With all the talk of the Affordable Care Act’s uncertain future, it is easy to forget about the Medicare Access and CHIP Reauthorization Act (“MACRA”), a bipartisan law passed by Congress in 2015 to change the way physicians will be reimbursed by Medicare. MACRA is a complex and confusing law. A new study published by Health Affairs in April 2017, which used the RAND Corporation’s Health Care Payment and Delivery Simulation Model (the “Study”), has estimated the potential effects of MACRA payment models on physician and hospital Medicare reimbursement revenue. The results: uncertain.
MACRA creates two payment models for physicians to choose from for Medicare Part B reimbursement. Within the models there are multiple payment track options. These new payment tracks are risk-based and are designed to encourage physicians to move into alternate Medicare payment models that foster value-based care, as opposed to volume-based care. The two reimbursement models are the Merit-Based Incentive Payment System (“MIPS”) and the Advanced Alternative Payment Models (“APMs”). MIPS scores are based on several integrated performance categories. Physicians are required, starting now in 2017, to collect and report data within the categories; and, based on the physicians’ performance, the physician’s Medicare reimbursement will be adjusted in 2019 up or down. Because MIPS is a “budget-neutral” scheme, each year there will be “winners and losers,” with some physicians getting enhanced reimbursement and others receiving reductions. APMs are risk-based Medicare payment systems, including specified existing APMs (such as Track 2 and 3 Shared Savings Programs, the Next Generation ACO Model, and certain bundled payment programs) and APMs that will be created in the future. Depending on which APM model physicians choose to participate in, they will shoulder greater or lesser amounts of reimbursement risk. Hospitals may participate in APM models as well.
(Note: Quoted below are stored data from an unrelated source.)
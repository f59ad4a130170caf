//! Test utilities for listwalk development.
//!
//! Provides the reference data sets used across the integration tests and
//! helpers that build walkers with their ignored sets already applied.

#![forbid(unsafe_code)]
#![allow(missing_docs)]
#![deny(rustdoc::broken_intra_doc_links)]

pub mod fixtures;

pub use fixtures::{
    numbered_grid, numbered_line, sample_grid_walker, sample_line_walker, SAMPLE_GRID_COLS,
    SAMPLE_GRID_IGNORED, SAMPLE_GRID_ROWS, SAMPLE_LINE, SAMPLE_LINE_IGNORED,
};
//! Boundary to the presentation layer.
//!
//! The controller calls these methods from its tick task. Implementations must
//! return promptly and absorb their own failures (a missing audio device, a
//! closed window); the core never waits on or inspects a result.

use std::sync::Arc;

use crate::events::Event;

/// Audio clip names the core asks the front end to play.
pub mod clips {
    pub const SESSION_START: &str = "start";
    pub const SESSION_END: &str = "end";
    pub const REMINDER: &str = "reminder";
    pub const SECONDARY: &str = "secondary";
}

pub trait Notifier: Send + Sync {
    fn play_audio(&self, clip: &str);

    fn trigger_visual_effect(&self);

    fn update_display(&self, remaining: &str, progress_pct: f64);

    /// Structured lifecycle events. Ignored by default.
    fn publish(&self, _event: &Event) {}
}

/// Discards every notification.
#[derive(Debug, Default, Clone, Copy)]
pub struct NullNotifier;

impl Notifier for NullNotifier {
    fn play_audio(&self, _clip: &str) {}

    fn trigger_visual_effect(&self) {}

    fn update_display(&self, _remaining: &str, _progress_pct: f64) {}
}

pub type SharedNotifier = Arc<dyn Notifier>;

/// `MM:SS`, or `H:MM:SS` once the value reaches an hour.
pub fn format_remaining(secs: u64) -> String {
    let (h, m, s) = (secs / 3600, (secs % 3600) / 60, secs % 60);
    if h > 0 {
        format!("{h}:{m:02}:{s:02}")
    } else {
        format!("{m:02}:{s:02}")
    }
}

#[cfg(test)]
mod tests {
    use super::*;

    #[test]
    fn formats_minutes_and_hours() {
        assert_eq!(format_remaining(0), "00:00");
        assert_eq!(format_remaining(25 * 60), "25:00");
        assert_eq!(format_remaining(61), "01:01");
        assert_eq!(format_remaining(90 * 60 + 5), "1:30:05");
    }
}
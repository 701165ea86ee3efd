pub mod config;
pub mod mode;
pub mod stats;
pub mod timer;

use focusbell_core::{Config, StatisticsStore};

pub type CmdResult = Result<(), Box<dyn std::error::Error>>;

/// Open the statistics document named by the config, or the default one.
pub fn open_store(config: &Config) -> Result<StatisticsStore, Box<dyn std::error::Error>> {
    let path = config
        .statistics_path()
        .ok_or("cannot determine the statistics file location")?;
    Ok(StatisticsStore::load(path))
}

pub fn print_json<T: serde::Serialize>(value: &T) -> CmdResult {
    println!("{}", serde_json::to_string_pretty(value)?);
    Ok(())
}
The Health Affairs’ Study attempts to quantify the potential Medicare reimbursement impact of MACRA for physicians and hospitals participating in APMs between the years of 2015-2030. The Study cautions that “our estimates are subject to a high degree of uncertainty” and “should be interpreted with caution.” This is especially so since MACRA’s final regulations could change and new APM models may be introduced. Thus, the results must be taken with the proverbial “grain of salt.”
The Study utilizes a complex analysis with assumptions based on four scenarios: a pre-MACRA baseline and three MACRA scenarios based on financial incentive and risks – low, medium, or high. The range in Medicare reimbursement revenue depends on which financial risk model the physicians or hospitals choose to participate in. The Study found that physician Medicare revenue may decline anywhere between $35 billion to $106 billion compared to the pre-MACRA baseline, while hospital Medicare revenue may increase by $32 billion or decline as much as $250 billion. The Study “found that if these models use fairly strong financial incentives, Medicare payments to physicians will be far lower than they would have been without MACRA.” The Study also found that, because physicians may respond to different payment models in ways that reduce the use of hospital care, “[h]ospital revenue from Medicare will decrease by a larger magnitude than physician revenue . . .” But, the Study also reiterates that “[b]ecause MACRA represents such significant changes, physicians’ participation in APMs is highly uncertain.”
Ultimately, it may be too soon to predict the ultimate financial impact of MACRA’s APM models, since physicians and hospitals are just beginning to understand the role of value-based care. Nevertheless, regardless of the uncertain financial impact, one thing is certain: CMS must be careful how it designs and implements new APM models, and providers and hospitals must understand the impact of their participation in such APMs.